• PROBLEM TO WORK ON: Scan the records for the line containing "declared build targets". From there through the last line, write out each line exactly.

(Stored data entries)
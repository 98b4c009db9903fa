pub mod block;
pub mod extract;
pub mod names;
pub mod render;

pub mod prelude {
    pub use crate::extract::extract_from_path;
    pub use crate::render::render_list;
}
//! CLI entrypoint for `extract-targets`.
//!
//! Reads the build configuration file (conventionally `build.config.zig` in
//! the working directory), locates the declared `targets` list, and prints it
//! as one bracketed, comma-separated line for a CI matrix generator to
//! consume. A file with no targets declaration produces no output and exits
//! zero; an unreadable file is fatal.
use std::path::PathBuf;

use anyhow::{Result, bail};
use clap::Parser;
use extract_targets::{
    extract::{DEFAULT_CONFIG_PATH, extract_from_path},
    render::render_list,
};
use log::{LevelFilter, debug, error};

#[derive(Parser, Debug)]
#[command(
    name = "extract-targets",
    version,
    about = "Print declared build targets as a CI matrix line"
)]
struct Args {
    /// Path to the build configuration file
    #[arg(short = 'f', long = "file", default_value = DEFAULT_CONFIG_PATH)]
    file: PathBuf,

    /// Increase verbosity (-v, -vv)
    #[arg(short = 'v', action = clap::ArgAction::Count)]
    verbose: u8,
}

fn init_logger(verbosity: u8) {
    let level = match verbosity {
        0 => LevelFilter::Warn,
        1 => LevelFilter::Info,
        _ => LevelFilter::Debug,
    };
    let _ = env_logger::Builder::from_default_env()
        .filter_level(level)
        .try_init();
}

fn verify_input(args: &Args) -> Result<()> {
    if !args.file.exists() {
        bail!("build configuration not found: {}", args.file.display());
    }
    Ok(())
}

fn main() {
    let args = Args::parse();
    init_logger(args.verbose);
    if let Err(e) = verify_input(&args) {
        error!("{}", e);
        std::process::exit(2);
    }
    match extract_from_path(&args.file) {
        Ok(Some(names)) => {
            debug!(
                "extracted {} target(s) from {}",
                names.len(),
                args.file.display()
            );
            println!("{}", render_list(&names));
        }
        Ok(None) => {
            // Absent declaration is a normal outcome: stay silent so the
            // consumer sees an empty matrix rather than noise on stdout.
            debug!("no targets block in {}", args.file.display());
        }
        Err(e) => {
            error!("failed to load input: {}", e);
            std::process::exit(3);
        }
    }
}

• YOUR RESPONSE:
    about = "Print declared build targets as a CI matrix line"
)]
struct Args {
    /// Path to the build configuration file
    #[arg(short = 'f', long = "file", default_value = DEFAULT_CONFIG_PATH)]
    file: PathBuf,

    /// Increase verbosity (-v, -vv)
    #[arg(short = 'v', action = clap::ArgAction::Count)]
    verbose: u8,
}

fn init_logger(verbosity: u8) {
    let level = match verbosity {
        0 => LevelFilter::Warn,
        1 => LevelFilter::Info,
        _ => LevelFilter::Debug,
    };
    let _ = env_logger::Builder::from_default_env()
        .filter_level(level)
        .try_init();
}

fn verify_input(args: &Args) -> Result<()> {
    if !args.file.exists() {
        bail!("build configuration not found: {}", args.file.display());
    }
    Ok(())
}

fn main() {
    let args = Args::parse();
    init_logger(args.verbose);
    if let Err(e) = verify_input(&args) {
        error!("{}", e);
        std::process::exit(2);
    }
    match extract_from_path(&args.file) {
        Ok(Some(names)) => {
            debug!(
                "extracted {} target(s) from {}",
                names.len(),
                args.file.display()
            );
            println!("{}", render_list(&names));
        }
        Ok(None) => {
            // Absent declaration is a normal outcome: stay silent so the
            // consumer sees an empty matrix rather than noise on stdout.
            debug!("no targets block in {}", args.file.display());
        }
        Err(e) => {
            error!("failed to load input: {}", e);
            std::process::exit(3);
        }
    }
}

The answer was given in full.